ACTIVITY: Go through the listing and copy each line that has the string "ExtentRef" in it.

[EXCERPTED DATA]

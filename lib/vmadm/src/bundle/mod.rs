// This Source Code Form is subject to the terms of the Mozilla Public
// License, v. 2.0. If a copy of the MPL was not distributed with this
// file, You can obtain one at https://mozilla.org/MPL/2.0/.

//! Export of a stopped VM into a self-contained bundle, and reconstruction
//! of a VM from one.
//!
//! A bundle is a sequence of frames (see [`codec`]): a header, the VM record
//! without its volatile fields, each storage extent as a begin frame, data
//! chunks and an end frame, and a closing frame counting the extents.
//! Importing decodes and checks the entire bundle before touching the host,
//! so a malformed bundle leaves nothing behind.

use std::collections::BTreeSet;

use bytes::{Bytes, BytesMut};
use chrono::Utc;
use futures::{SinkExt, StreamExt};
use serde_json::{Map, Value};
use slog::{info, o, warn, Logger};
use tokio_util::codec::{FramedRead, FramedWrite};
use uuid::Uuid;
use vmadm_api_types::{VmRecord, VmState, VOLATILE_FIELDS};

use crate::error::Error;
use crate::host::{ExtentRef, HostServices, Interface};
use crate::store::VmStore;

pub mod codec;

use codec::{BundleFramer, Frame, FrameError};

/// The bundle format version this crate writes and reads.
pub const BUNDLE_VERSION: u32 = 1;

/// Header flag: the VM was running before it was stopped for export, and
/// should be booted once imported.
pub const FLAG_WAS_RUNNING: u8 = 0x01;

/// The contents of a bundle.
#[derive(Clone, Debug, PartialEq)]
pub struct Bundle {
    /// The exported record, without volatile fields.
    pub record: Map<String, Value>,
    pub was_running: bool,
    pub extents: Vec<(ExtentRef, Bytes)>,
}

[/EXCERPTED DATA]

REPLY TO THE EXERCISE:
use crate::host::{ExtentRef, HostServices, Interface};
    pub extents: Vec<(ExtentRef, Bytes)>,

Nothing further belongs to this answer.